Latino voters face a “dilemma” over which party to support in the 2012 presidential elections, Janet Murguia, President and CEO of the National Council of La Raza (NCLR), said on Monday.

Murguia, who leads the nation’s largest Latino advocacy group, said that members of her group are frustrated with President Obama over the lack of progress on immigration reform, especially his refusal to use an executive order to bypass Congress and implements elements of reform.

“We know that it his his administration that is the key source of that pain,” she told reporters about Latinos who know people who have been deported. “He can use his authority to address this, somehow, and he ought to do it.”

But she also said that Republican presidential candidates have not made Latino voters a priority, depriving them of a viable alternative to Obama. Murguia said that all GOP presidential candidates invited to attend the NCLR’s annual conference declined to do so.

“That sends a signal that we are not a priority,” she said. “To not even show up and to look at the other option tied to that … I think that’s something that we’re very disappointed in.”

A conference organizer said that the organization invited former Massachusetts Gov. Mitt Romney (R), former Minnesota Gov. Tim Pawlenty (R), former U.S. Ambassador to China Jon Huntsman and former House Speaker Newt Gingrich (R-Ga.)

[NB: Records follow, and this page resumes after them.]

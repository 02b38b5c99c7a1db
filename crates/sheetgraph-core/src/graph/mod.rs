//! Cell dependency graph.

mod builder;
mod stats;
mod types;

pub use builder::{BuildOptions, build_graph, build_graph_from_path};
pub use stats::FunctionStats;
pub use types::{DependencyGraph, GraphNode};
//! Graph export for drawing: style resolution and Graphviz output.

mod dot;
mod style;

pub use dot::{DotOptions, Layout, sheet_colors, write_dot};
pub use style::{SizeTier, StyleConfig, StyleOverride, load_style_override};
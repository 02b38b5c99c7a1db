//! Dependency graph construction from a workbook.
//!
//! Every formula cell becomes a node with an edge to each cell and range it
//! references. Ranges get an edge to each cell they contain, so a formula
//! over `A1:A3` reaches `A2` through the range node.

use std::path::Path;

use petgraph::graph::NodeIndex;
use sheetgraph_engine::engine::{
    ExtractedRefs, extract_references, function_calls, qualify, resolving_sheet,
    sanitize_sheet_name,
};
use tracing::{debug, info, warn};

use super::{DependencyGraph, FunctionStats};
use crate::error::Result;
use crate::storage::load_workbook;
use crate::workbook::{Sheet, SheetCell, Workbook};

/// Options for a workbook scan.
#[derive(Debug, Clone, Default)]
pub struct BuildOptions {
    /// Drop nodes with no edges once the scan is done.
    pub remove_unconnected: bool,
    /// Emit a debug event for every formula, node and reference.
    pub trace_references: bool,
}

/// Load a workbook and build its graph. Load errors are returned as-is and no
/// partial graph is produced.
pub fn build_graph_from_path(
    path: &Path,
    options: &BuildOptions,
) -> Result<(DependencyGraph, FunctionStats)> {
    let workbook = load_workbook(path)?;
    Ok(build_graph(&workbook, options))
}

/// Scan every formula cell of `workbook`.
///
/// The scan always completes. A range that cannot be expanded is logged
/// with the cell it came from and left out of the graph.
pub fn build_graph(workbook: &Workbook, options: &BuildOptions) -> (DependencyGraph, FunctionStats) {
    let mut builder = GraphBuilder {
        graph: DependencyGraph::new(),
        stats: FunctionStats::new(),
        options,
    };

    for sheet in &workbook.sheets {
        builder.process_sheet(sheet);
    }

    let GraphBuilder {
        mut graph, stats, ..
    } = builder;

    if options.remove_unconnected {
        let removed = graph.remove_unconnected();
        info!(removed, "removed unconnected nodes");
    }

    info!(
        nodes = graph.node_count(),
        edges = graph.edge_count(),
        functions = stats.len(),
        "dependency graph built"
    );
    (graph, stats)
}

struct GraphBuilder<'a> {
    graph: DependencyGraph,
    stats: FunctionStats,
    options: &'a BuildOptions,
}

impl GraphBuilder<'_> {
    fn process_sheet(&mut self, sheet: &Sheet) {
        info!(sheet = %sheet.name, "analyzing sheet");
        let sheet_name = sanitize_sheet_name(&sheet.name);

        for (cell, formula) in sheet.formula_cells() {
            self.process_formula_cell(cell, formula, &sheet_name);
        }
    }

    fn process_formula_cell(&mut self, cell: &SheetCell, formula: &str, sheet: &str) {
        let cell_key = format!("{}!{}", sheet, cell.coordinate());
        if self.options.trace_references {
            debug!(cell = %cell_key, formula, "formula");
        }

        for function in function_calls(formula) {
            self.stats.record(function);
        }

        self.add_node(&cell_key, sheet);

        let refs = extract_references(formula);
        for err in &refs.rejected {
            warn!(cell = %cell_key, "skipping range: {}", err);
        }

        self.add_references(&refs, &cell_key, sheet);
        self.add_ranges(&refs, &cell_key, sheet);
        self.add_range_members(&refs, sheet);
    }

    /// Formula cell -> each directly referenced cell.
    fn add_references(&mut self, refs: &ExtractedRefs, cell_key: &str, sheet: &str) {
        for reference in &refs.direct {
            let resolved = qualify(reference, sheet);
            if self.options.trace_references {
                debug!(from = %cell_key, cell = %resolved, "reference");
            }
            self.connect(cell_key, sheet, &resolved, &resolving_sheet(reference, sheet));
        }
    }

    /// Formula cell -> each referenced range.
    fn add_ranges(&mut self, refs: &ExtractedRefs, cell_key: &str, sheet: &str) {
        for range in &refs.ranges {
            let resolved = qualify(range, sheet);
            if self.options.trace_references {
                debug!(from = %cell_key, range = %resolved, "range");
            }
            self.connect(cell_key, sheet, &resolved, &resolving_sheet(range, sheet));
        }
    }

    /// Range -> each cell it contains.
    fn add_range_members(&mut self, refs: &ExtractedRefs, sheet: &str) {
        for (member, range) in &refs.range_members {
            let range_key = qualify(range, sheet);
            let member_key = qualify(member, sheet);
            self.connect(
                &range_key,
                &resolving_sheet(range, sheet),
                &member_key,
                &resolving_sheet(member, sheet),
            );
        }
    }

    fn connect(&mut self, from: &str, from_sheet: &str, to: &str, to_sheet: &str) {
        let from = self.add_node(from, from_sheet);
        let to = self.add_node(to, to_sheet);
        self.graph.add_edge(from, to);
    }

    fn add_node(&mut self, key: &str, sheet: &str) -> NodeIndex {
        if self.options.trace_references && !self.graph.contains_node(key) {
            debug!(node = %key, sheet, "adding node");
        }
        self.graph.add_node(key, sheet)
    }
}
//! Workbook loading for spreadsheet files, CSV and the .wbt text format

mod csv;
mod spreadsheet;
mod text;

pub use csv::{parse_csv, parse_csv_content};
pub use spreadsheet::load_spreadsheet;
pub use text::{parse_text_workbook, parse_text_workbook_content};

use crate::error::{Result, SheetGraphError};
use crate::workbook::Workbook;
use std::path::Path;

const SPREADSHEET_EXTENSIONS: &[&str] = &["xlsx", "xlsm", "xlsb", "xls", "xla", "ods"];

/// Load a workbook, choosing the reader from the file extension.
pub fn load_workbook(path: &Path) -> Result<Workbook> {
    if !path.is_file() {
        return Err(SheetGraphError::FileNotFound(path.to_path_buf()));
    }

    let extension = path
        .extension()
        .and_then(|ext| ext.to_str())
        .map(|ext| ext.to_ascii_lowercase())
        .unwrap_or_default();

    match extension.as_str() {
        "csv" => {
            let name = path
                .file_stem()
                .and_then(|stem| stem.to_str())
                .unwrap_or("Sheet1");
            let mut workbook = Workbook::new();
            workbook.push_sheet(parse_csv(path, name)?);
            Ok(workbook)
        }
        "wbt" => parse_text_workbook(path),
        ext if SPREADSHEET_EXTENSIONS.contains(&ext) => load_spreadsheet(path),
        _ => Err(SheetGraphError::UnsupportedFormat(path.to_path_buf())),
    }
}
//! Spreadsheet files (xlsx, xlsm, xlsb, xls, ods) read through calamine.

use crate::error::{Result, SheetGraphError};
use crate::workbook::{CellValue, Sheet, Workbook};
use calamine::{Data, Range, Reader, open_workbook_auto};
use sheetgraph_engine::engine::CellRef;
use std::path::Path;
use tracing::{debug, warn};

/// Load every sheet of a spreadsheet file. Formula cells become text values
/// with a leading `=`; other cells keep their literal value.
pub fn load_spreadsheet(path: &Path) -> Result<Workbook> {
    let workbook_error = |source| SheetGraphError::Workbook {
        path: path.to_path_buf(),
        source,
    };

    let mut reader = open_workbook_auto(path).map_err(workbook_error)?;
    let mut workbook = Workbook::new();

    for name in reader.sheet_names() {
        let values = reader.worksheet_range(&name).map_err(workbook_error)?;
        let formulas = match reader.worksheet_formula(&name) {
            Ok(formulas) => Some(formulas),
            Err(err) => {
                warn!(sheet = %name, error = %err, "formulas unavailable, reading values only");
                None
            }
        };

        let sheet = sheet_from_ranges(&name, &values, formulas.as_ref());
        debug!(sheet = %name, cells = sheet.cells().len(), "loaded sheet");
        workbook.push_sheet(sheet);
    }

    Ok(workbook)
}

fn sheet_from_ranges(name: &str, values: &Range<Data>, formulas: Option<&Range<String>>) -> Sheet {
    let mut sheet = Sheet::new(name);

    // used_cells() positions are relative to the range start.
    let (start_row, start_col) = values.start().unwrap_or_default();
    for (row, col, data) in values.used_cells() {
        let cell = CellRef::new(col + start_col as usize, row + start_row as usize);
        sheet.set(cell, convert_value(data));
    }

    if let Some(formulas) = formulas {
        let (start_row, start_col) = formulas.start().unwrap_or_default();
        for (row, col, formula) in formulas.used_cells() {
            if formula.is_empty() {
                continue;
            }
            let cell = CellRef::new(col + start_col as usize, row + start_row as usize);
            let text = if formula.starts_with('=') {
                formula.clone()
            } else {
                format!("={}", formula)
            };
            sheet.set(cell, CellValue::Text(text));
        }
    }

    sheet
}

fn convert_value(data: &Data) -> CellValue {
    match data {
        Data::Empty => CellValue::Empty,
        Data::String(s) if s.is_empty() => CellValue::Empty,
        Data::String(s) => CellValue::Text(s.clone()),
        Data::Float(f) => CellValue::Number(*f),
        Data::Int(i) => CellValue::Number(*i as f64),
        Data::Bool(b) => CellValue::Bool(*b),
        // Serial number; dates never reference anything.
        Data::DateTime(dt) => CellValue::Number(dt.as_f64()),
        Data::DateTimeIso(s) | Data::DurationIso(s) => CellValue::Text(s.clone()),
        Data::Error(e) => CellValue::Text(format!("#{:?}", e)),
    }
}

Romney’s campaign said they don’t have an invitation on file. Pawlenty’s campaign said it had scheduling conflicts. Gingrich’s campaign said it has no record of an invitation. Huntsman’s campaign did not respond to a request for comment.

Despite Latino voters’s frustration, they don’t appear ready to abandon Obama and the Democrats just yet.

According to a straw poll of 547 conference attendees, 78 percent said they will vote for Obama if the election was today.

Some political observers estimate that the Republican nominee would need to secure nearly 40 percent of the Latino vote, the number President George W. Bush won in 2004, to succeed in the 2012 elections.

By comparison, 67 percent voted for Obama over Sen. John McCain (R-Ariz.) for president in 2008.

“I think there is a growing dilemma .. for many Latino voters. That is they are not satisfied that the president has not kept his promise” and the Republicans’s policy on immigration is “alarming,” said Murguia.

“We’ll have an opportunity to judge the president on his record and compare that to the Republican candidate.”